··· RECORDS PROVIDED ···

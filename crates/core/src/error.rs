use crate::types::DbId;

#[derive(Debug, thiserror::Error)]
pub enum CoreError {
    #[error("Entity not found: {entity} with id {id}")]
    NotFound { entity: &'static str, id: DbId },

    #[error("Validation failed: {0}")]
    Validation(String),

    #[error("Unauthorized: {0}")]
    Unauthorized(String),

    #[error("Internal error: {0}")]
    Internal(String),
}
//! Error types for the try-on pipeline.
//!
//! Only [`TryOnError`] ever leaves the orchestrator, and only for runs that
//! stop before the original image is committed to blob storage. Provider,
//! composition and post-commit storage failures are absorbed into the
//! response envelope.

use std::time::Duration;

use atelier_core::error::CoreError;
use atelier_core::tryon::TryOnStage;
use atelier_core::types::DbId;

// ---------------------------------------------------------------------------
// Provider errors
// ---------------------------------------------------------------------------

/// Why a single provider attempt failed.
#[derive(Debug, thiserror::Error)]
pub enum ProviderFailure {
    /// The HTTP request itself failed (network, DNS, TLS, etc.).
    #[error("HTTP request failed: {0}")]
    Request(#[from] reqwest::Error),

    /// The provider returned a non-2xx status code.
    #[error("provider returned HTTP {status}: {body}")]
    Status {
        /// HTTP status code.
        status: u16,
        /// Raw response body (truncated) for debugging.
        body: String,
    },

    /// The provider did not answer within its budget.
    #[error("timed out after {0:?}")]
    Timeout(Duration),

    /// The response parsed but did not have the expected shape.
    #[error("unexpected response: {0}")]
    BadResponse(String),

    /// The provider returned bytes that do not decode as an image.
    #[error("response is not a decodable image")]
    NotAnImage,

    /// The chain's generation budget ran out before this provider's turn.
    #[error("skipped, generation budget exhausted")]
    BudgetExhausted,
}

/// A failed attempt against one named provider.
#[derive(Debug, thiserror::Error)]
#[error("provider '{provider}' failed: {cause}")]
pub struct ProviderError {
    pub provider: String,
    #[source]
    pub cause: ProviderFailure,
}

// ---------------------------------------------------------------------------
// Storage errors
// ---------------------------------------------------------------------------

/// Failures from a blob store backend.
#[derive(Debug, thiserror::Error)]
pub enum StorageError {
    #[error("HTTP request failed: {0}")]
    Request(#[from] reqwest::Error),

    #[error("storage returned HTTP {status}: {body}")]
    Status { status: u16, body: String },

    #[error("S3 upload failed: {0}")]
    S3(String),

    #[error("invalid object path '{0}'")]
    InvalidPath(String),

    #[error("upload timed out after {0:?}")]
    Timeout(Duration),

    /// The detached upload task panicked or was aborted.
    #[error("upload task failed: {0}")]
    Task(String),
}

// ---------------------------------------------------------------------------
// Collaborator errors
// ---------------------------------------------------------------------------

/// Failures from the catalog or history collaborators.
#[derive(Debug, thiserror::Error)]
pub enum StoreError {
    #[error("Database error: {0}")]
    Database(#[from] sqlx::Error),

    #[error("store unavailable: {0}")]
    Unavailable(String),
}

// ---------------------------------------------------------------------------
// Terminal orchestrator errors
// ---------------------------------------------------------------------------

/// A try-on run that stopped before any image was produced.
#[derive(Debug, thiserror::Error)]
pub enum TryOnError {
    /// Bad content type, oversized, undecodable, or too-small upload.
    #[error("{0}")]
    Validation(String),

    /// The requested product does not exist.
    #[error("Product with id {0} not found")]
    ProductNotFound(DbId),

    /// The product's garment image could not be downloaded or decoded.
    #[error("Failed to fetch garment image: {reason}")]
    AssetFetch { product_name: String, reason: String },

    /// The catalog could not be queried.
    #[error("Catalog lookup failed: {0}")]
    Catalog(#[from] StoreError),

    /// The normalized original image could not be stored.
    #[error("Failed to store original image: {0}")]
    Storage(#[from] StorageError),

    #[error("Internal error: {0}")]
    Internal(String),
}

impl TryOnError {
    /// The stage the run was in when it stopped.
    pub fn stage(&self) -> TryOnStage {
        match self {
            Self::Validation(_) => TryOnStage::Validating,
            Self::ProductNotFound(_) | Self::Catalog(_) => TryOnStage::FetchingProduct,
            Self::AssetFetch { .. } | Self::Internal(_) => TryOnStage::PreparingImages,
            Self::Storage(_) => TryOnStage::UploadingOriginal,
        }
    }

    /// Name of the product, when the run got far enough to look it up.
    pub fn product_name(&self) -> Option<&str> {
        match self {
            Self::AssetFetch { product_name, .. } => Some(product_name),
            _ => None,
        }
    }
}

impl From<CoreError> for TryOnError {
    fn from(err: CoreError) -> Self {
        match err {
            CoreError::Validation(msg) => Self::Validation(msg),
            CoreError::NotFound { id, .. } => Self::ProductNotFound(id),
            other => Self::Internal(other.to_string()),
        }
    }
}

#[cfg(test)]
mod tests {
    use super::*;

    #[test]
    fn provider_error_display_names_provider() {
        let err = ProviderError {
            provider: "idm-vton".into(),
            cause: ProviderFailure::Status {
                status: 503,
                body: "Model is loading".into(),
            },
        };
        assert_eq!(
            err.to_string(),
            "provider 'idm-vton' failed: provider returned HTTP 503: Model is loading"
        );
    }

    #[test]
    fn timeout_display() {
        let err = ProviderFailure::Timeout(Duration::from_secs(60));
        assert_eq!(err.to_string(), "timed out after 60s");
    }

    #[test]
    fn core_validation_maps_to_validation() {
        let err: TryOnError = CoreError::Validation("too big".into()).into();
        assert!(matches!(err, TryOnError::Validation(ref m) if m == "too big"));
        assert_eq!(err.stage(), TryOnStage::Validating);
    }

    #[test]
    fn core_not_found_maps_to_product_not_found() {
        let err: TryOnError = CoreError::NotFound {
            entity: "Product",
            id: 9,
        }
        .into();
        assert_eq!(err.to_string(), "Product with id 9 not found");
    }

    #[test]
    fn storage_error_stops_at_original_upload() {
        let err = TryOnError::Storage(StorageError::Timeout(Duration::from_secs(30)));
        assert_eq!(err.stage(), TryOnStage::UploadingOriginal);
        assert_eq!(
            err.to_string(),
            "Failed to store original image: upload timed out after 30s"
        );
        assert_eq!(err.product_name(), None);
    }

    #[test]
    fn asset_fetch_carries_product_name() {
        let err = TryOnError::AssetFetch {
            product_name: "Red Jacket".into(),
            reason: "garment host returned HTTP 404".into(),
        };
        assert_eq!(err.product_name(), Some("Red Jacket"));
        assert_eq!(
            err.to_string(),
            "Failed to fetch garment image: garment host returned HTTP 404"
        );
    }
}
//! Try-on provider adapters.
//!
//! Every generative backend has its own contract: one wants inline base64
//! images, one wants public URLs, one wants file uploads followed by an
//! event stream. [`TryOnProvider`] hides those differences behind a single
//! `generate(person, garment, descriptor) -> image bytes` capability.
//!
//! Adapters never enforce their own deadline; the chain wraps each call in
//! [`TryOnProvider::timeout`].

use std::time::Duration;

use async_trait::async_trait;
use serde::Serialize;

use crate::error::ProviderFailure;

pub mod gradio;
pub mod huggingface;
pub mod replicate;

pub use gradio::GradioTryOnProvider;
pub use huggingface::HuggingFaceTryOnProvider;
pub use replicate::ReplicateTryOnProvider;

/// Maximum number of body bytes kept in error messages.
const ERROR_BODY_LIMIT: usize = 512;

// ---------------------------------------------------------------------------
// Input
// ---------------------------------------------------------------------------

/// Everything a provider may need for one generation attempt.
///
/// Both the raw bytes and the public URLs are supplied so each adapter can
/// pick whichever form its backend accepts.
#[derive(Debug, Clone)]
pub struct GenerationInput {
    /// Normalized person photo (canonical JPEG).
    pub person_image: Vec<u8>,
    /// Public URL of the normalized person photo.
    pub person_image_url: String,
    /// Prepared garment image (PNG).
    pub garment_image: Vec<u8>,
    /// Public URL of the product's garment image.
    pub garment_image_url: String,
    /// Free-text description of the garment.
    pub descriptor: String,
}

// ---------------------------------------------------------------------------
// Status
// ---------------------------------------------------------------------------

/// Coarse availability reported by a provider status check.
#[derive(Debug, Clone, Copy, PartialEq, Eq, Serialize)]
#[serde(rename_all = "snake_case")]
pub enum ProviderState {
    /// Accepting requests.
    Ready,
    /// Reachable but warming up (cold model, sleeping space).
    Loading,
    /// Unreachable or misconfigured.
    Error,
}

/// Result of probing one provider.
#[derive(Debug, Clone, Serialize)]
pub struct ProviderStatus {
    pub provider: String,
    pub status: ProviderState,
    pub message: String,
}

impl ProviderStatus {
    pub fn new(provider: &str, status: ProviderState, message: impl Into<String>) -> Self {
        Self {
            provider: provider.to_string(),
            status,
            message: message.into(),
        }
    }

    /// Map an HTTP status-check response code: 2xx is ready, 503 is loading.
    pub fn from_http(provider: &str, code: reqwest::StatusCode) -> Self {
        if code.is_success() {
            Self::new(provider, ProviderState::Ready, "Model is ready")
        } else if code == reqwest::StatusCode::SERVICE_UNAVAILABLE {
            Self::new(provider, ProviderState::Loading, "Model is loading, please wait")
        } else {
            Self::new(
                provider,
                ProviderState::Error,
                format!("Status check returned HTTP {}", code.as_u16()),
            )
        }
    }
}

// ---------------------------------------------------------------------------
// Trait
// ---------------------------------------------------------------------------

/// A generative virtual try-on backend.
#[async_trait]
pub trait TryOnProvider: Send + Sync {
    /// Stable identifier, reported as the result `method`.
    fn name(&self) -> &str;

    /// Budget for one `generate` call, including any polling.
    fn timeout(&self) -> Duration;

    /// Produce an image of the person wearing the garment.
    async fn generate(&self, input: &GenerationInput) -> Result<Vec<u8>, ProviderFailure>;

    /// Report availability without generating anything.
    async fn status(&self) -> ProviderStatus {
        ProviderStatus::new(self.name(), ProviderState::Ready, "No status check available")
    }
}

// ---------------------------------------------------------------------------
// Shared HTTP helpers
// ---------------------------------------------------------------------------

/// Return the response unchanged on 2xx, otherwise a `Status` failure
/// carrying a truncated body.
pub(crate) async fn ensure_success(
    response: reqwest::Response,
) -> Result<reqwest::Response, ProviderFailure> {
    let status = response.status();
    if status.is_success() {
        return Ok(response);
    }
    let body = response
        .text()
        .await
        .unwrap_or_else(|_| "<unreadable body>".to_string());
    Err(ProviderFailure::Status {
        status: status.as_u16(),
        body: truncate(&body, ERROR_BODY_LIMIT),
    })
}

/// Download an image produced by a provider (output URLs, temp files).
pub(crate) async fn download_image(
    client: &reqwest::Client,
    url: &str,
) -> Result<Vec<u8>, ProviderFailure> {
    let response = ensure_success(client.get(url).send().await?).await?;
    let bytes = response.bytes().await?;
    if bytes.is_empty() {
        return Err(ProviderFailure::BadResponse(format!(
            "empty body downloading {url}"
        )));
    }
    Ok(bytes.to_vec())
}

/// Reject JSON bodies returned where raw image bytes were expected.
pub(crate) fn reject_json_body(
    content_type: Option<&str>,
    bytes: &[u8],
) -> Result<(), ProviderFailure> {
    let is_json = content_type.is_some_and(|ct| ct.starts_with("application/json"));
    if is_json {
        return Err(ProviderFailure::BadResponse(truncate(
            &String::from_utf8_lossy(bytes),
            ERROR_BODY_LIMIT,
        )));
    }
    Ok(())
}

fn truncate(s: &str, max: usize) -> String {
    if s.len() <= max {
        return s.to_string();
    }
    let mut end = max;
    while !s.is_char_boundary(end) {
        end -= 1;
    }
    format!("{}...", &s[..end])
}
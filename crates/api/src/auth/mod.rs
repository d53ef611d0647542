//! Authentication primitives.
//!
//! - [`jwt`] -- JWT access-token generation and validation.
//!
//! Tokens are issued by the storefront's identity service; this server only
//! validates them. Generation is kept for tests and local tooling.

pub mod jwt;
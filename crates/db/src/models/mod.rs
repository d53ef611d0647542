//! Domain model structs and DTOs.
//!
//! Each submodule contains:
//! - A `FromRow` + `Serialize` entity struct matching the database row
//! - A `Deserialize` create DTO for inserts, where the table accepts inserts

pub mod product;
pub mod tryon_history;
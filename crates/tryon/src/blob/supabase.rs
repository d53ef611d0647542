//! Supabase Storage REST client.

use async_trait::async_trait;

use super::{split_path, BlobStore};
use crate::error::StorageError;

pub struct SupabaseBlobStore {
    client: reqwest::Client,
    base_url: String,
    service_key: String,
}

impl SupabaseBlobStore {
    pub fn new(client: reqwest::Client, base_url: &str, service_key: String) -> Self {
        Self {
            client,
            base_url: base_url.trim_end_matches('/').to_string(),
            service_key,
        }
    }
}

#[async_trait]
impl BlobStore for SupabaseBlobStore {
    async fn upload(
        &self,
        path: &str,
        bytes: Vec<u8>,
        content_type: &str,
    ) -> Result<String, StorageError> {
        let (bucket, key) = split_path(path)?;
        let response = self
            .client
            .post(format!("{}/storage/v1/object/{bucket}/{key}", self.base_url))
            .bearer_auth(&self.service_key)
            .header("apikey", &self.service_key)
            .header(reqwest::header::CONTENT_TYPE, content_type)
            .body(bytes)
            .send()
            .await?;

        let status = response.status();
        if !status.is_success() {
            let body = response.text().await.unwrap_or_default();
            return Err(StorageError::Status {
                status: status.as_u16(),
                body,
            });
        }

        tracing::debug!(bucket, key, "Object uploaded");
        Ok(self.public_url(path))
    }

    fn public_url(&self, path: &str) -> String {
        format!(
            "{}/storage/v1/object/public/{}",
            self.base_url,
            path.trim_start_matches('/')
        )
    }
}
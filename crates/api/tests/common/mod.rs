#![allow(dead_code)]

use std::io::Cursor;
use std::sync::{Arc, Mutex};
use std::time::Duration;

use async_trait::async_trait;
use atelier_api::auth::jwt::{generate_access_token, JwtConfig};
use atelier_api::config::{ServerConfig, DEFAULT_MAX_BODY_BYTES};
use atelier_api::router::build_app_router;
use atelier_api::state::AppState;
use atelier_core::types::DbId;
use atelier_tryon::blob::BlobStore;
use atelier_tryon::garment::{GarmentFetchError, GarmentSource};
use atelier_tryon::provider::{GenerationInput, TryOnProvider};
use atelier_tryon::store::PgTryOnStore;
use atelier_tryon::{ProviderChain, ProviderFailure, StorageError, TryOnOrchestrator};
use axum::body::Body;
use axum::http::header::{AUTHORIZATION, CONTENT_TYPE};
use axum::http::{Method, Request};
use axum::response::Response;
use axum::Router;
use http_body_util::BodyExt;
use image::{ImageFormat, Rgb, RgbImage, Rgba, RgbaImage};
use sqlx::PgPool;
use tower::ServiceExt;

pub const TEST_JWT_SECRET: &str = "integration-test-secret-long-enough-for-hs256";
pub const BOUNDARY: &str = "atelier-test-boundary";

/// Build a test `ServerConfig` with safe defaults.
pub fn test_config() -> ServerConfig {
    ServerConfig {
        host: "127.0.0.1".to_string(),
        port: 0,
        cors_origins: vec!["http://localhost:5173".to_string()],
        request_timeout_secs: 30,
        shutdown_timeout_secs: 30,
        max_body_bytes: DEFAULT_MAX_BODY_BYTES,
        jwt: JwtConfig {
            secret: TEST_JWT_SECRET.to_string(),
            access_token_expiry_mins: 15,
        },
    }
}

// ---------------------------------------------------------------------------
// In-memory collaborators
// ---------------------------------------------------------------------------

/// Blob store that keeps uploads in memory and hands out `mem://` URLs.
#[derive(Default)]
pub struct MemoryBlobStore {
    pub objects: Mutex<Vec<String>>,
}

#[async_trait]
impl BlobStore for MemoryBlobStore {
    async fn upload(
        &self,
        path: &str,
        _bytes: Vec<u8>,
        _content_type: &str,
    ) -> Result<String, StorageError> {
        self.objects.lock().unwrap().push(path.to_string());
        Ok(self.public_url(path))
    }

    fn public_url(&self, path: &str) -> String {
        format!("mem://{path}")
    }
}

/// Garment source that always returns the same PNG.
pub struct StaticGarments;

#[async_trait]
impl GarmentSource for StaticGarments {
    async fn fetch(&self, _url: &str) -> Result<Vec<u8>, GarmentFetchError> {
        Ok(garment_png())
    }
}

/// Provider that answers every request with a fixed image.
pub struct FixedProvider(pub Vec<u8>);

#[async_trait]
impl TryOnProvider for FixedProvider {
    fn name(&self) -> &str {
        "idm-vton"
    }

    fn timeout(&self) -> Duration {
        Duration::from_secs(5)
    }

    async fn generate(&self, _input: &GenerationInput) -> Result<Vec<u8>, ProviderFailure> {
        Ok(self.0.clone())
    }
}

// ---------------------------------------------------------------------------
// App
// ---------------------------------------------------------------------------

/// Build the full application router with all middleware layers, using the
/// given database pool.
///
/// Uses the same router builder as `main.rs`. The catalog and history
/// stores hit the real database; blob storage, garment downloads and the
/// generative provider are in-memory.
pub fn build_test_app(pool: PgPool) -> Router {
    let config = test_config();

    let store = Arc::new(PgTryOnStore::new(pool.clone()));
    let chain = ProviderChain::new(vec![Arc::new(FixedProvider(jpeg(768, 1024, [40, 90, 160])))
        as Arc<dyn TryOnProvider>]);
    let orchestrator = TryOnOrchestrator::new(
        chain,
        Arc::new(MemoryBlobStore::default()),
        store.clone(),
        store,
        Arc::new(StaticGarments),
    );

    let state = AppState {
        pool,
        config: Arc::new(config.clone()),
        tryon: Arc::new(orchestrator),
    };

    build_app_router(state, &config)
}

// ---------------------------------------------------------------------------
// Request helpers
// ---------------------------------------------------------------------------

/// Issue a bearer token for `user_id` signed with the test secret.
pub fn token(user_id: DbId) -> String {
    generate_access_token(user_id, "customer", &test_config().jwt).unwrap()
}

pub async fn get(app: Router, uri: &str) -> Response {
    let request = Request::builder()
        .method(Method::GET)
        .uri(uri)
        .body(Body::empty())
        .unwrap();
    app.oneshot(request).await.unwrap()
}

pub async fn get_auth(app: Router, uri: &str, token: &str) -> Response {
    let request = Request::builder()
        .method(Method::GET)
        .uri(uri)
        .header(AUTHORIZATION, format!("Bearer {token}"))
        .body(Body::empty())
        .unwrap();
    app.oneshot(request).await.unwrap()
}

/// POST a multipart body built by [`multipart_body`].
pub async fn post_multipart(app: Router, uri: &str, token: Option<&str>, body: Vec<u8>) -> Response {
    let mut builder = Request::builder()
        .method(Method::POST)
        .uri(uri)
        .header(
            CONTENT_TYPE,
            format!("multipart/form-data; boundary={BOUNDARY}"),
        );
    if let Some(token) = token {
        builder = builder.header(AUTHORIZATION, format!("Bearer {token}"));
    }
    app.oneshot(builder.body(Body::from(body)).unwrap())
        .await
        .unwrap()
}

/// Encode a `multipart/form-data` body. `image` is `(bytes, content_type)`.
pub fn multipart_body(image: Option<(&[u8], &str)>, product_id: Option<&str>) -> Vec<u8> {
    let mut body = Vec::new();
    if let Some((bytes, content_type)) = image {
        body.extend_from_slice(
            format!(
                "--{BOUNDARY}\r\nContent-Disposition: form-data; name=\"user_image\"; \
                 filename=\"me.jpg\"\r\nContent-Type: {content_type}\r\n\r\n"
            )
            .as_bytes(),
        );
        body.extend_from_slice(bytes);
        body.extend_from_slice(b"\r\n");
    }
    if let Some(id) = product_id {
        body.extend_from_slice(
            format!(
                "--{BOUNDARY}\r\nContent-Disposition: form-data; name=\"product_id\"\r\n\r\n{id}\r\n"
            )
            .as_bytes(),
        );
    }
    body.extend_from_slice(format!("--{BOUNDARY}--\r\n").as_bytes());
    body
}

pub async fn body_json(response: Response) -> serde_json::Value {
    let bytes = response.into_body().collect().await.unwrap().to_bytes();
    serde_json::from_slice(&bytes).unwrap()
}

// ---------------------------------------------------------------------------
// Fixtures
// ---------------------------------------------------------------------------

pub fn jpeg(width: u32, height: u32, color: [u8; 3]) -> Vec<u8> {
    let img = RgbImage::from_pixel(width, height, Rgb(color));
    let mut buf = Cursor::new(Vec::new());
    img.write_to(&mut buf, ImageFormat::Jpeg).unwrap();
    buf.into_inner()
}

pub fn garment_png() -> Vec<u8> {
    let img = RgbaImage::from_pixel(300, 400, Rgba([200, 20, 20, 255]));
    let mut buf = Cursor::new(Vec::new());
    img.write_to(&mut buf, ImageFormat::Png).unwrap();
    buf.into_inner()
}

/// Insert a catalog product and return its id.
pub async fn insert_product(pool: &PgPool, name: &str, category: &str) -> DbId {
    sqlx::query_scalar(
        "INSERT INTO products (name, price, category, image_url) \
         VALUES ($1, 49.99, $2, 'https://cdn.example.com/garment.png') RETURNING id",
    )
    .bind(name)
    .bind(category)
    .fetch_one(pool)
    .await
    .unwrap()
}
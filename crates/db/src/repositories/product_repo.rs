//! Read-only repository for the `products` table.

use atelier_core::types::DbId;
use sqlx::PgPool;

use crate::models::product::Product;

/// Column list shared across queries to avoid repetition.
const COLUMNS: &str = "id, name, description, price, discount_price, category, image_url, \
    stock_quantity, rating, reviews_count, created_at, updated_at";

/// Lookups against the catalog owned by the product service.
pub struct ProductRepo;

impl ProductRepo {
    /// Find a product by its internal ID.
    pub async fn find_by_id(pool: &PgPool, id: DbId) -> Result<Option<Product>, sqlx::Error> {
        let query = format!("SELECT {COLUMNS} FROM products WHERE id = $1");
        sqlx::query_as::<_, Product>(&query)
            .bind(id)
            .fetch_optional(pool)
            .await
    }
}
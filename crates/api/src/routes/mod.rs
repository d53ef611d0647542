pub mod health;
pub mod tryon;

use axum::Router;

use crate::state::AppState;

/// Build the `/api/v1` route tree.
///
/// Route hierarchy:
///
/// ```text
/// /try-on/generate                                 generate (POST, multipart)
/// /try-on/history                                  list own history (GET)
/// /try-on/providers                                provider status checks (GET)
/// ```
pub fn api_routes() -> Router<AppState> {
    Router::new().nest("/try-on", tryon::router())
}
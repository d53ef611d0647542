//! Replicate predictions adapter.
//!
//! Replicate takes public image URLs rather than bytes. A prediction is
//! created with `Prefer: wait` so short jobs finish in the initial call;
//! longer jobs are polled through `urls.get` until they reach a terminal
//! state. The chain's timeout bounds the whole exchange.

use std::time::Duration;

use async_trait::async_trait;
use serde::{Deserialize, Serialize};

use super::{download_image, ensure_success, GenerationInput, ProviderState, ProviderStatus, TryOnProvider};
use crate::error::ProviderFailure;

/// Default API root.
pub const DEFAULT_BASE_URL: &str = "https://api.replicate.com";

/// Provider identifier.
pub const PROVIDER_NAME: &str = "replicate";

/// OOTDiffusion model version used when none is configured.
pub const DEFAULT_VERSION: &str =
    "9f0868c61af97a96b648554ba6b0e7c45ca6929d3d0826655bb411c23ecd5022";

const DEFAULT_POLL_INTERVAL: Duration = Duration::from_secs(1);

#[derive(Debug, Serialize)]
struct CreatePrediction<'a> {
    version: &'a str,
    input: PredictionInput<'a>,
}

#[derive(Debug, Serialize)]
struct PredictionInput<'a> {
    model_image: &'a str,
    garment_image: &'a str,
    description: &'a str,
}

#[derive(Debug, Deserialize)]
struct Prediction {
    id: String,
    status: String,
    #[serde(default)]
    output: Option<serde_json::Value>,
    #[serde(default)]
    error: Option<String>,
    #[serde(default)]
    urls: Option<PredictionUrls>,
}

#[derive(Debug, Deserialize)]
struct PredictionUrls {
    get: Option<String>,
}

impl Prediction {
    fn is_terminal(&self) -> bool {
        matches!(self.status.as_str(), "succeeded" | "failed" | "canceled")
    }

    /// First output URL. Models answer with either a string or a list.
    fn output_url(&self) -> Option<&str> {
        match self.output.as_ref()? {
            serde_json::Value::String(url) => Some(url),
            serde_json::Value::Array(items) => items.first()?.as_str(),
            _ => None,
        }
    }
}

/// URL-based adapter over the Replicate predictions API.
pub struct ReplicateTryOnProvider {
    client: reqwest::Client,
    api_token: String,
    version: String,
    base_url: String,
    timeout: Duration,
    poll_interval: Duration,
}

impl ReplicateTryOnProvider {
    pub fn new(
        client: reqwest::Client,
        api_token: String,
        version: String,
        timeout: Duration,
    ) -> Self {
        Self {
            client,
            api_token,
            version,
            base_url: DEFAULT_BASE_URL.to_string(),
            timeout,
            poll_interval: DEFAULT_POLL_INTERVAL,
        }
    }

    pub fn with_base_url(mut self, base_url: impl Into<String>) -> Self {
        self.base_url = base_url.into().trim_end_matches('/').to_string();
        self
    }

    pub fn with_poll_interval(mut self, interval: Duration) -> Self {
        self.poll_interval = interval;
        self
    }

    async fn create(&self, input: &GenerationInput) -> Result<Prediction, ProviderFailure> {
        let body = CreatePrediction {
            version: &self.version,
            input: PredictionInput {
                model_image: &input.person_image_url,
                garment_image: &input.garment_image_url,
                description: &input.descriptor,
            },
        };
        let response = self
            .client
            .post(format!("{}/v1/predictions", self.base_url))
            .bearer_auth(&self.api_token)
            .header("Prefer", "wait")
            .json(&body)
            .send()
            .await?;
        parse_prediction(ensure_success(response).await?).await
    }

    async fn poll(&self, mut prediction: Prediction) -> Result<Prediction, ProviderFailure> {
        while !prediction.is_terminal() {
            let url = prediction
                .urls
                .as_ref()
                .and_then(|u| u.get.clone())
                .unwrap_or_else(|| format!("{}/v1/predictions/{}", self.base_url, prediction.id));

            tracing::debug!(prediction_id = %prediction.id, status = %prediction.status, "Polling prediction");
            tokio::time::sleep(self.poll_interval).await;

            let response = self
                .client
                .get(&url)
                .bearer_auth(&self.api_token)
                .send()
                .await?;
            prediction = parse_prediction(ensure_success(response).await?).await?;
        }
        Ok(prediction)
    }
}

async fn parse_prediction(response: reqwest::Response) -> Result<Prediction, ProviderFailure> {
    let text = response.text().await?;
    serde_json::from_str(&text)
        .map_err(|e| ProviderFailure::BadResponse(format!("invalid prediction JSON: {e}")))
}

#[async_trait]
impl TryOnProvider for ReplicateTryOnProvider {
    fn name(&self) -> &str {
        PROVIDER_NAME
    }

    fn timeout(&self) -> Duration {
        self.timeout
    }

    async fn generate(&self, input: &GenerationInput) -> Result<Vec<u8>, ProviderFailure> {
        let created = self.create(input).await?;
        let prediction = self.poll(created).await?;

        if prediction.status != "succeeded" {
            return Err(ProviderFailure::BadResponse(format!(
                "prediction {} {}: {}",
                prediction.id,
                prediction.status,
                prediction.error.as_deref().unwrap_or("no error message")
            )));
        }

        let url = prediction.output_url().ok_or_else(|| {
            ProviderFailure::BadResponse(format!("prediction {} has no output", prediction.id))
        })?;
        download_image(&self.client, url).await
    }

    async fn status(&self) -> ProviderStatus {
        let result = self
            .client
            .get(format!("{}/v1/account", self.base_url))
            .bearer_auth(&self.api_token)
            .send()
            .await;
        match result {
            Ok(resp) if resp.status().is_success() => {
                ProviderStatus::new(PROVIDER_NAME, ProviderState::Ready, "API token accepted")
            }
            Ok(resp) => ProviderStatus::from_http(PROVIDER_NAME, resp.status()),
            Err(e) => ProviderStatus::new(PROVIDER_NAME, ProviderState::Error, e.to_string()),
        }
    }
}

···

■ HOW TO COMPLETE THIS TASK: In the entries above, tally the lines that hold the string "truncated" and give only the count.

■ RESULT OF THIS EXERCISE: 2